The Marlins received their added selections thanks to the newest wrinkle in the Draft: the Competitive Balance Rounds. Miami initially received the No. 6 pick in Competitive Balance Round A during a lottery held last July. While they traded that pick to the Tigers, they received the second pick of Round A, No. 35, from the Pirates in a deal involving first baseman Gaby Sanchez. They picked up the final pick in Competitive Balance Round B in the swap with the Tigers.

"We're looking at a lot of different ways to do it," Marlins vice president of scouting Stan Meek said. "We're doing what we can to utilize the money the best way we can.

"What Houston did [in 2012] worked for them. They worked it to the way they thought it worked to their advantage. We'll try to do the same. We'll try to use our money to the greatest extent. It's different based on how you see players. We're trying to see all avenues and that's created even more work for us."

One of the bigger challenges in trying to do that has been a lack of players separating themselves from the rest of the class, leaving many -- not just the Marlins at No. 6 -- wondering who exactly belongs at the top of their Draft board. Some have seen Appel, Gray and perhaps Bryant as the only players who have cemented themselves as impact-type talents. And if the Marlins are feeling challenged up there, imagine how teams picking lower down in the first round are feeling.
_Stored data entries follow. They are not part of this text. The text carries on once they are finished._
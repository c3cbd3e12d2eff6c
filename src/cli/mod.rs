//! Command-line layer: tokenizer, option parser and usage text

pub mod args;
pub mod help;
pub mod parser;

pub use args::{raw_command_line, Argument, ArgumentCursor, CommandLine};
pub use help::{print_help, USAGE};
pub use parser::{Action, OptionParser, ParsedArgs};
//! Windows privilege management

pub mod adjust;
#[cfg(windows)]
pub mod debug;

pub use adjust::{set_all_privileges, TokenPrivileges};
#[cfg(windows)]
pub use debug::acquire_se_debug_privilege;
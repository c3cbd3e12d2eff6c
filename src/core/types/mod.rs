//! Core type definitions
//!
//! Launch requests and strategies, the token privilege model, process
//! snapshot entries, errors and the exit-code mapping.

mod error;
mod exit;
mod launch;
mod privilege;
mod process_info;

pub use error::{
    ElevationError, ElevationResult, ErrorKind, PlatformCode, SERVICE_REQUEST_TIMEOUT,
};
pub use exit::{ExitCoordinator, Outcome, EXIT_CODE_BASE};
pub use launch::{LaunchOptions, LaunchReport, LaunchRequest, LaunchStrategy};
pub use privilege::{
    Luid, Privilege, PrivilegeSet, PrivilegeState, SE_PRIVILEGE_ENABLED,
    SE_PRIVILEGE_ENABLED_BY_DEFAULT, SE_PRIVILEGE_REMOVED,
};
pub use process_info::ProcessEntry;

pub type ProcessId = u32;
//! Option parsing
//!
//! Options start with `/` or `-` and may be grouped (`/wrs`). The first token
//! that is not an option starts the command, which runs to the end of the
//! line unchanged.

use super::args::ArgumentCursor;
use crate::core::types::{ElevationError, LaunchOptions, LaunchStrategy};

/// What the invocation asks for
#[derive(Debug, Clone, PartialEq, Eq)]
pub enum Action {
    /// Print help and exit successfully
    Help,
    /// Launch `command`, or the default command when `None`
    Run { command: Option<String> },
}

/// Result of parsing a command line.
///
/// `options` holds every flag seen before parsing stopped, even on error,
/// because `/r` also governs the exit code of a failed parse.
#[derive(Debug)]
pub struct ParsedArgs {
    pub options: LaunchOptions,
    pub action: Result<Action, ElevationError>,
}

/// Parses the tool's command line
pub struct OptionParser;

impl OptionParser {
    /// Parses a full raw command line, program name included
    pub fn parse(line: &str) -> ParsedArgs {
        let mut options = LaunchOptions::default();
        let action = Self::parse_into(line, &mut options);
        ParsedArgs { options, action }
    }

    fn parse_into(line: &str, options: &mut LaunchOptions) -> Result<Action, ElevationError> {
        let mut command = None;

        for arg in ArgumentCursor::new(line) {
            let flags = match arg.text.strip_prefix(&['/', '-'][..]) {
                Some(flags) if !flags.is_empty() => flags,
                _ => {
                    command = Some(arg.rest.to_string());
                    break;
                }
            };

            for flag in flags.chars() {
                match flag {
                    'h' => return Ok(Action::Help),
                    'r' => options.return_code = true,
                    's' => options.strategy = LaunchStrategy::Seamless,
                    'v' => options.verbose = true,
                    'w' => options.wait = true,
                    other => {
                        return Err(ElevationError::InvalidOption(format!(
                            "'{}' in \"{}\"",
                            other, arg.text
                        )))
                    }
                }
            }
        }

        let seamless = options.strategy == LaunchStrategy::Seamless;
        if (options.return_code || seamless) && !options.wait {
            return Err(ElevationError::InconsistentOptions(
                "/r or /s option requires /w".to_string(),
            ));
        }

        Ok(Action::Run { command })
    }
}
//! Elevated launch orchestration
//!
//! [`ElevatedProcessLauncher`] drives the whole sequence: debug privilege,
//! optional system context, service process, token provisioning, process
//! creation and the optional wait. Every platform operation goes through
//! [`ElevationPlatform`], implemented for real by
//! `crate::windows::WindowsPlatform`.

use crate::core::types::{
    ElevationResult, LaunchOptions, LaunchReport, LaunchRequest, LaunchStrategy, ProcessId,
};
use crate::process::privileges::{set_all_privileges, TokenPrivileges};
use tracing::{debug, warn};

/// Platform operations needed by the launcher.
///
/// Owned resources are associated types released by their own `Drop`, so an
/// early return anywhere in the sequence leaves nothing behind.
pub trait ElevationPlatform {
    /// Guard of the borrowed system identity; reverts on drop
    type Context;
    /// Handle to the privileged service's hosting process
    type ServiceProcess;
    type Token: TokenPrivileges;
    /// Created process and its primary thread
    type Child;

    fn acquire_debug_privilege(&mut self) -> ElevationResult<()>;

    fn create_system_context(&mut self, verbose: bool) -> ElevationResult<Self::Context>;

    fn open_service_process(
        &mut self,
        strategy: LaunchStrategy,
    ) -> ElevationResult<Self::ServiceProcess>;

    /// Duplicated primary token of the service process
    fn primary_token(&mut self, service: &Self::ServiceProcess) -> ElevationResult<Self::Token>;

    /// Moves `token` to the active console session
    fn bind_console_session(&mut self, token: &Self::Token) -> ElevationResult<()>;

    fn create_with_token(
        &mut self,
        token: &Self::Token,
        request: &LaunchRequest,
    ) -> ElevationResult<Self::Child>;

    fn create_suspended(
        &mut self,
        parent: &Self::ServiceProcess,
        request: &LaunchRequest,
    ) -> ElevationResult<Self::Child>;

    /// The child's own token, opened for privilege adjustment
    fn child_token(&mut self, child: &Self::Child) -> ElevationResult<Self::Token>;

    fn resume(&mut self, child: &Self::Child) -> ElevationResult<()>;

    fn terminate(&mut self, child: &Self::Child);

    fn child_pid(&self, child: &Self::Child) -> ProcessId;

    /// Blocks until the child exits; `None` when the exit code is unavailable
    fn wait(&mut self, child: &Self::Child) -> Option<u32>;
}

/// Runs one elevated launch on a platform
pub struct ElevatedProcessLauncher<P> {
    platform: P,
}

impl<P: ElevationPlatform> ElevatedProcessLauncher<P> {
    pub fn new(platform: P) -> Self {
        ElevatedProcessLauncher { platform }
    }

    pub fn platform(&self) -> &P {
        &self.platform
    }

    /// Launches `request` as described by `options` and, when asked to,
    /// waits for it to exit.
    pub fn run(
        &mut self,
        options: &LaunchOptions,
        request: &LaunchRequest,
    ) -> ElevationResult<LaunchReport> {
        debug!("Your command line is \"{}\"", request);

        self.platform.acquire_debug_privilege()?;

        let child = match options.strategy {
            LaunchStrategy::Seamless => self.launch_seamless(request, options.verbose)?,
            LaunchStrategy::ParentReassigned => {
                self.launch_parent_reassigned(request, options.verbose)?
            }
        };

        let pid = self.platform.child_pid(&child);
        debug!("Created process ID: {}", pid);

        let mut exit_code = None;
        if options.wait {
            debug!("Waiting for process to exit");
            exit_code = self.platform.wait(&child);
            debug!("Process exited");
            if let Some(code) = exit_code {
                debug!("Process exit code: {}", code as i32);
            }
        }

        Ok(LaunchReport { pid, exit_code })
    }

    /// Creates the child directly with a maximized copy of the service
    /// token, inside a borrowed system context that ends with this call.
    pub fn launch_seamless(
        &mut self,
        request: &LaunchRequest,
        verbose: bool,
    ) -> ElevationResult<P::Child> {
        let _context = self.platform.create_system_context(verbose)?;
        let service = self.platform.open_service_process(LaunchStrategy::Seamless)?;
        let token = self.platform.primary_token(&service)?;

        if let Err(e) = self.platform.bind_console_session(&token) {
            warn!("Child will not be bound to the console session: {}", e);
        }
        set_all_privileges(&token, verbose)?;

        debug!("Creating specified process");
        self.platform.create_with_token(&token, request)
    }

    /// Creates the child suspended under the service process, maximizes the
    /// child's own token and only then lets it run.
    pub fn launch_parent_reassigned(
        &mut self,
        request: &LaunchRequest,
        verbose: bool,
    ) -> ElevationResult<P::Child> {
        let service = self
            .platform
            .open_service_process(LaunchStrategy::ParentReassigned)?;

        debug!("Creating specified process");
        let child = self.platform.create_suspended(&service, request)?;
        drop(service);

        if let Err(e) = self.release_suspended(&child, verbose) {
            self.platform.terminate(&child);
            return Err(e);
        }
        Ok(child)
    }

    fn release_suspended(&mut self, child: &P::Child, verbose: bool) -> ElevationResult<()> {
        let token = self.platform.child_token(child)?;
        set_all_privileges(&token, verbose)?;
        drop(token);
        self.platform.resume(child)
    }
}
//! Windows utility functions

pub mod error_codes;
pub mod string_conv;

// Re-export commonly used utilities
pub use error_codes::{ErrorCode, Win32Result};
pub use string_conv::{string_to_wide, wide_ptr_to_units, wide_to_string};
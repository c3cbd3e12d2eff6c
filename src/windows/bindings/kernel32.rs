//! Kernel32.dll bindings for process, thread and session operations

use crate::windows::utils::{ErrorCode, Win32Result};
use winapi::shared::minwindef::{DWORD, FALSE};
use winapi::um::handleapi::{CloseHandle, INVALID_HANDLE_VALUE};
use winapi::um::processthreadsapi::{
    GetCurrentProcess, GetExitCodeProcess, OpenProcess, ResumeThread, TerminateProcess,
};
use winapi::um::synchapi::WaitForSingleObject;
use winapi::um::tlhelp32::{CreateToolhelp32Snapshot, TH32CS_SNAPPROCESS};
use winapi::um::winbase::{WTSGetActiveConsoleSessionId, INFINITE, WAIT_FAILED};
use winapi::um::winnt::HANDLE;

/// Safe wrapper for OpenProcess
pub fn open_process(pid: u32, desired_access: u32) -> Win32Result<HANDLE> {
    unsafe {
        let handle = OpenProcess(desired_access, FALSE, pid);
        if handle.is_null() {
            Err(ErrorCode::last_error())
        } else {
            Ok(handle)
        }
    }
}

/// Pseudo-handle of the calling process, never closed
pub fn current_process() -> HANDLE {
    unsafe { GetCurrentProcess() }
}

/// Safe wrapper for CloseHandle
///
/// # Safety
/// The handle must be a valid Windows handle
pub unsafe fn close_handle(handle: HANDLE) -> Win32Result<()> {
    if handle.is_null() {
        return Ok(());
    }

    if CloseHandle(handle) == FALSE {
        Err(ErrorCode::last_error())
    } else {
        Ok(())
    }
}

/// Safe wrapper for ResumeThread, returns the previous suspend count
///
/// # Safety
/// The handle must be a valid thread handle with THREAD_SUSPEND_RESUME access
pub unsafe fn resume_thread(thread: HANDLE) -> Win32Result<u32> {
    let previous = ResumeThread(thread);
    if previous == DWORD::MAX {
        Err(ErrorCode::last_error())
    } else {
        Ok(previous)
    }
}

/// Safe wrapper for TerminateProcess
///
/// # Safety
/// The handle must be a valid process handle with PROCESS_TERMINATE access
pub unsafe fn terminate_process(process: HANDLE, exit_code: u32) -> Win32Result<()> {
    if TerminateProcess(process, exit_code) == FALSE {
        Err(ErrorCode::last_error())
    } else {
        Ok(())
    }
}

/// Blocks until `handle` is signaled, without timeout
///
/// # Safety
/// The handle must be a valid waitable handle with SYNCHRONIZE access
pub unsafe fn wait_forever(handle: HANDLE) -> Win32Result<()> {
    if WaitForSingleObject(handle, INFINITE) == WAIT_FAILED {
        Err(ErrorCode::last_error())
    } else {
        Ok(())
    }
}

/// Safe wrapper for GetExitCodeProcess
///
/// # Safety
/// The handle must be a valid process handle with query access
pub unsafe fn exit_code_process(process: HANDLE) -> Win32Result<u32> {
    let mut code: DWORD = 0;
    if GetExitCodeProcess(process, &mut code) == FALSE {
        Err(ErrorCode::last_error())
    } else {
        Ok(code)
    }
}

/// Session attached to the physical console, if any
pub fn active_console_session_id() -> Option<u32> {
    match unsafe { WTSGetActiveConsoleSessionId() } {
        0xFFFF_FFFF => None,
        id => Some(id),
    }
}

/// Snapshot of all running processes
pub fn process_snapshot() -> Win32Result<HANDLE> {
    let snapshot = unsafe { CreateToolhelp32Snapshot(TH32CS_SNAPPROCESS, 0) };
    if snapshot.is_null() || snapshot == INVALID_HANDLE_VALUE {
        Err(ErrorCode::last_error())
    } else {
        Ok(snapshot)
    }
}
//! Configuration module
//!
//! Provides configuration loading, validation, and default settings for the
//! privileged service, the system context, the launch and logging.

mod defaults;
mod loader;
mod validator;

pub use defaults::{default_config, ConfigDefaults};
pub use loader::{load_config, ConfigLoader, CONFIG_ENV_VAR, CONFIG_FILE_NAME};
pub use validator::{validate_config, ConfigValidator};

// Re-export the configuration structures
pub use loader::{Config, ContextConfig, LaunchConfig, LoggingConfig, ServiceConfig};

// Configuration-related error type
pub use loader::ConfigError;

// Configuration result type
pub type ConfigResult<T> = Result<T, ConfigError>;

#[cfg(test)]
mod tests {
    use super::*;

    #[test]
    fn test_defaults_agree_with_config_default() {
        let defaults = default_config();
        let config = Config::default();
        assert_eq!(config.service.name, defaults.service.name);
        assert_eq!(config.service.max_poll_attempts, defaults.service.max_poll_attempts);
        assert_eq!(config.context.reference_processes, defaults.context.reference_processes);
        assert_eq!(config.launch.default_command, defaults.launch.default_command);
        assert!(validate_config(&config).is_ok());
    }

    #[test]
    fn test_missing_file_is_reported_as_such() {
        let result: ConfigResult<Config> = ConfigLoader::new("no-such-dir/superuser.toml").load();
        assert!(matches!(result, Err(ConfigError::FileNotFound(_))));
    }
}
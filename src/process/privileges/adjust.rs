//! Enabling every privilege a token holds

use crate::core::types::{ElevationResult, Luid, PrivilegeSet};
use tracing::debug;

/// Read/adjust access to a token's privilege list
pub trait TokenPrivileges {
    /// Current privilege entries of the token
    fn privileges(&self) -> ElevationResult<PrivilegeSet>;

    /// Applies `set` to the token in a single adjustment
    fn adjust(&self, set: &PrivilegeSet) -> ElevationResult<()>;

    /// Display name of a privilege, when it can be resolved
    fn privilege_name(&self, _luid: Luid) -> Option<String> {
        None
    }
}

/// Enables every privilege present in `token`, including the ones disabled by
/// default, and returns the resulting set.
///
/// Privileges the token does not hold are never added. A token that is already
/// fully enabled is left untouched. With `verbose`, one line per privilege is
/// logged.
pub fn set_all_privileges<T>(token: &T, verbose: bool) -> ElevationResult<PrivilegeSet>
where
    T: TokenPrivileges + ?Sized,
{
    let mut set = token.privileges()?;
    if set.enable_all() > 0 {
        token.adjust(&set)?;
    }

    if verbose {
        for privilege in &set {
            let name = token
                .privilege_name(privilege.luid)
                .unwrap_or_else(|| privilege.luid.to_string());
            debug!("Privilege {}: {}", name, privilege.state());
        }
    }

    Ok(set)
}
"You have to make sure you're comfortable with the guy at 6, but the first guy doesn't make your Draft," Meek explained about trying to juggle all the picks. "We've had to scout them all. It's kept us running pretty hard getting looks at everybody.

"We've had a lot of difference of opinion on players, too. It's been harder to find consensus. It's been a big challenge. This year, in my 12 years of doing it, it's been the toughest in terms of betting a consensus on the top guys. There are probably two or three guys that everyone would agree on in our group, then it splinters pretty good."

There are some agreed-upon strengths in the Draft, at least in terms of depth. There's a good number of left-handed pitchers and a surprisingly large number of high school catchers, with perhaps three prep backstops finding their way into the first round. The depth might make it a better Draft as it winds into the later rounds, even if it provides a stiffer challenge earlier, especially given the increase in Draft pool money allotted to sign players taken in the first 10 rounds.

"Eight percent was added to the pools, but I don't think eight percent has been added to the ability [in the class]," one scouting director joked. "In any Draft, there are always good big leaguers. It's our job to sift those guys out and try to make good decisions.

"The late risers in this Draft could make some big jumps because we're a little uncertain about what we've seen so far."